> [ACTIVITY] Could you restate the entries below word for word?
INPUT MATERIAL START
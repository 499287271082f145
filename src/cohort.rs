use {
    crate::{
        buckets::{cohort_tier, CohortTiers},
        error::{TrackerError, TrackerResult},
        snapshot::{HolderBalance, Snapshot},
    },
    serde::{Deserialize, Serialize},
    std::collections::{HashMap, HashSet},
};

/// Lifecycle state of the top-N cohort for one session
///
/// The original membership and amounts are captured once from the first
/// snapshot and never touched again. `previous_*` is replaced wholesale each
/// poll. `ever_new_entrants` only grows.
#[derive(Debug, Clone, Default, Serialize, Deserialize)]
pub struct CohortState {
    initial_members: Option<Vec<String>>,
    initial_amounts: HashMap<String, u64>,
    previous_members: HashSet<String>,
    previous_threshold: u64,
    ever_new_entrants: HashSet<String>,
}

/// Churn of the top cohort for one poll
#[derive(Debug, Clone, Default, PartialEq, Eq, Serialize)]
#[serde(rename_all = "camelCase")]
pub struct CohortChurn {
    pub current_count: usize,
    pub still_present: usize,
    pub gone_from_initial: usize,
    pub new_relative_to_initial: usize,
    pub new_since_last_poll: usize,
    pub ever_new_entrants: usize,
    /// Original members outside the current top-N that still hold a balance
    pub left_cohort_still_holding: usize,
    pub tiers: CohortTiers,
}

impl CohortState {
    pub fn new() -> Self {
        Self::default()
    }

    /// Fresh state carrying a restored audit set of past entrants
    pub fn with_ever_new_entrants(entrants: impl IntoIterator<Item = String>) -> Self {
        Self {
            ever_new_entrants: entrants.into_iter().collect(),
            ..Self::default()
        }
    }

    pub fn is_established(&self) -> bool {
        self.initial_members.is_some()
    }

    pub fn initial_members(&self) -> Option<&[String]> {
        self.initial_members.as_deref()
    }

    pub fn initial_amount(&self, owner: &str) -> Option<u64> {
        self.initial_amounts.get(owner).copied()
    }

    pub fn previous_threshold(&self) -> u64 {
        self.previous_threshold
    }

    pub fn ever_new_entrants(&self) -> &HashSet<String> {
        &self.ever_new_entrants
    }

    fn establish(&mut self, top: &[&HolderBalance], threshold: u64) {
        self.initial_members = Some(top.iter().map(|h| h.owner.clone()).collect());
        self.initial_amounts = top.iter().map(|h| (h.owner.clone(), h.amount)).collect();
        self.previous_members = top.iter().map(|h| h.owner.clone()).collect();
        self.previous_threshold = threshold;

        log::info!(
            "🏁 Established top-{} cohort (threshold {})",
            top.len(),
            threshold
        );
    }
}

/// Track churn of the top `cohort_size` holders
///
/// The first call establishes the original cohort from `snapshot`; every call
/// then compares the current top-N against both the original cohort and the
/// previous poll. An owner counts as newly entered only if it was not in the
/// previous top-N and its balance strictly exceeds the previous cutoff, so
/// reshuffling inside the cohort is not churn.
pub fn track_cohort(
    state: &mut CohortState,
    snapshot: &Snapshot,
    cohort_size: usize,
) -> TrackerResult<CohortChurn> {
    if cohort_size == 0 {
        return Err(TrackerError::InvalidCohortSize);
    }

    let sorted = snapshot.sorted_desc();
    let top = &sorted[..sorted.len().min(cohort_size)];
    let current_threshold = if top.len() == cohort_size {
        top[cohort_size - 1].amount
    } else {
        0
    };

    if !state.is_established() {
        state.establish(top, current_threshold);
    }

    let current_members: Vec<&str> = top.iter().map(|h| h.owner.as_str()).collect();
    let current_set: HashSet<&str> = current_members.iter().copied().collect();

    let new_since_last_poll: Vec<&str> = top
        .iter()
        .filter(|h| {
            !state.previous_members.contains(&h.owner) && h.amount > state.previous_threshold
        })
        .map(|h| h.owner.as_str())
        .collect();

    for owner in &new_since_last_poll {
        state.ever_new_entrants.insert(owner.to_string());
    }

    let initial: &[String] = state.initial_members.as_deref().unwrap_or(&[]);
    let initial_set: HashSet<&str> = initial.iter().map(String::as_str).collect();

    let still_present = initial.iter().filter(|o| current_set.contains(o.as_str())).count();
    let gone_from_initial = initial.len() - still_present;
    let new_relative_to_initial = current_members
        .iter()
        .filter(|o| !initial_set.contains(*o))
        .count();

    // Tiers only see the current top-N: leaving the cohort reads as a full sale
    let current_amounts: HashMap<&str, u64> =
        top.iter().map(|h| (h.owner.as_str(), h.amount)).collect();
    let balances = snapshot.balance_map();
    let mut tiers = CohortTiers::default();
    let mut left_cohort_still_holding = 0;
    for owner in initial {
        let initial_amount = state.initial_amounts.get(owner).copied().unwrap_or(0);
        let current_amount = current_amounts.get(owner.as_str()).copied().unwrap_or(0);
        tiers.record(cohort_tier(initial_amount, current_amount));

        if current_amount == 0 && balances.contains_key(owner.as_str()) {
            left_cohort_still_holding += 1;
        }
    }

    let churn = CohortChurn {
        current_count: current_members.len(),
        still_present,
        gone_from_initial,
        new_relative_to_initial,
        new_since_last_poll: new_since_last_poll.len(),
        ever_new_entrants: state.ever_new_entrants.len(),
        left_cohort_still_holding,
        tiers,
    };

    state.previous_members = current_members.iter().map(|o| o.to_string()).collect();
    state.previous_threshold = current_threshold;

    log::debug!(
        "👑 Cohort: {} still, {} gone, {} new since last poll ({} ever)",
        churn.still_present,
        churn.gone_from_initial,
        churn.new_since_last_poll,
        churn.ever_new_entrants
    );

    Ok(churn)
}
INPUT MATERIAL END
> [SOLUTION TO THE EXERCISE]
repository 499287271082f145
filename src/cohort.rs
use {
    crate::{
        buckets::{cohort_tier, CohortTiers},
        error::{TrackerError, TrackerResult},
        snapshot::{HolderBalance, Snapshot},
    },
    serde::{Deserialize, Serialize},
    std::collections::{HashMap, HashSet},
};

/// Lifecycle state of the top-N cohort for one session
///
/// The original membership and amounts are captured once from the first
/// snapshot and never touched again. `previous_*` is replaced wholesale each
/// poll. `ever_new_entrants` only grows.
#[derive(Debug, Clone, Default, Serialize, Deserialize)]
pub struct CohortState {
    initial_members: Option<Vec<String>>,
    initial_amounts: HashMap<String, u64>,
    previous_members: HashSet<String>,
    previous_threshold: u64,
    ever_new_entrants: HashSet<String>,
}

/// Churn of the top cohort for one poll
#[derive(Debug, Clone, Default, PartialEq, Eq, Serialize)]
#[serde(rename_all = "camelCase")]
pub struct CohortChurn {
    pub current_count: usize,
    pub still_present: usize,
    pub gone_from_initial: usize,
    pub new_relative_to_initial: usize,
    pub new_since_last_poll: usize,
    pub ever_new_entrants: usize,
    /// Original members outside the current top-N that still hold a balance
    pub left_cohort_still_holding: usize,
    pub tiers: CohortTiers,
}

impl CohortState {
    pub fn new() -> Self {
        Self::default()
    }

    /// Fresh state carrying a restored audit set of past entrants
    pub fn with_ever_new_entrants(entrants: impl IntoIterator<Item = String>) -> Self {
        Self {
            ever_new_entrants: entrants.into_iter().collect(),
            ..Self::default()
        }
    }

    pub fn is_established(&self) -> bool {
        self.initial_members.is_some()
    }

    pub fn initial_members(&self) -> Option<&[String]> {
        self.initial_members.as_deref()
    }

    pub fn initial_amount(&self, owner: &str) -> Option<u64> {
        self.initial_amounts.get(owner).copied()
    }

    pub fn previous_threshold(&self) -> u64 {
        self.previous_threshold
    }

    pub fn ever_new_entrants(&self) -> &HashSet<String> {
        &self.ever_new_entrants
    }

    fn establish(&mut self, top: &[&HolderBalance], threshold: u64) {
        self.initial_members = Some(top.iter().map(|h| h.owner.clone()).collect());
        self.initial_amounts = top.iter().map(|h| (h.owner.clone(), h.amount)).collect();
        self.previous_members = top.iter().map(|h| h.owner.clone()).collect();
        self.previous_threshold = threshold;

        log::info!(
            "🏁 Established top-{} cohort (threshold {})",
            top.len(),
            threshold
        );
    }
}

/// Track churn of the top `cohort_size` holders
///
/// The first call establishes the original cohort from `snapshot`; every call
/// then compares the current top-N against both the original cohort and the
/// previous poll. An owner counts as newly entered only if it was not in the
/// previous top-N and its balance strictly exceeds the previous cutoff, so
/// reshuffling inside the cohort is not churn.
pub fn track_cohort(
    state: &mut CohortState,
    snapshot: &Snapshot,
    cohort_size: usize,
) -> TrackerResult<CohortChurn> {
    if cohort_size == 0 {
        return Err(TrackerError::InvalidCohortSize);
    }

    let sorted = snapshot.sorted_desc();
    let top = &sorted[..sorted.len().min(cohort_size)];
    let current_threshold = if top.len() == cohort_size {
        top[cohort_size - 1].amount
    } else {
        0
    };

    if !state.is_established() {
        state.establish(top, current_threshold);
    }

    let current_members: Vec<&str> = top.iter().map(|h| h.owner.as_str()).collect();
    let current_set: HashSet<&str> = current_members.iter().copied().collect();

    let new_since_last_poll: Vec<&str> = top
        .iter()
        .filter(|h| {
            !state.previous_members.contains(&h.owner) && h.amount > state.previous_threshold
        })
        .map(|h| h.owner.as_str())
        .collect();

    for owner in &new_since_last_poll {
        state.ever_new_entrants.insert(owner.to_string());
    }

    let initial: &[String] = state.initial_members.as_deref().unwrap_or(&[]);
    let initial_set: HashSet<&str> = initial.iter().map(String::as_str).collect();

    let still_present = initial.iter().filter(|o| current_set.contains(o.as_str())).count();
    let gone_from_initial = initial.len() - still_present;
    let new_relative_to_initial = current_members
        .iter()
        .filter(|o| !initial_set.contains(*o))
        .count();

    // Tiers only see the current top-N: leaving the cohort reads as a full sale
    let current_amounts: HashMap<&str, u64> =
        top.iter().map(|h| (h.owner.as_str(), h.amount)).collect();
    let balances = snapshot.balance_map();
    let mut tiers = CohortTiers::default();
    let mut left_cohort_still_holding = 0;
    for owner in initial {
        let initial_amount = state.initial_amounts.get(owner).copied().unwrap_or(0);
        let current_amount = current_amounts.get(owner.as_str()).copied().unwrap_or(0);
        tiers.record(cohort_tier(initial_amount, current_amount));

        if current_amount == 0 && balances.contains_key(owner.as_str()) {
            left_cohort_still_holding += 1;
        }
    }

    let churn = CohortChurn {
        current_count: current_members.len(),
        still_present,
        gone_from_initial,
        new_relative_to_initial,
        new_since_last_poll: new_since_last_poll.len(),
        ever_new_entrants: state.ever_new_entrants.len(),
        left_cohort_still_holding,
        tiers,
    };

    state.previous_members = current_members.iter().map(|o| o.to_string()).collect();
    state.previous_threshold = current_threshold;

    log::debug!(
        "👑 Cohort: {} still, {} gone, {} new since last poll ({} ever)",
        churn.still_present,
        churn.gone_from_initial,
        churn.new_since_last_poll,
        churn.ever_new_entrants
    );

    Ok(churn)
}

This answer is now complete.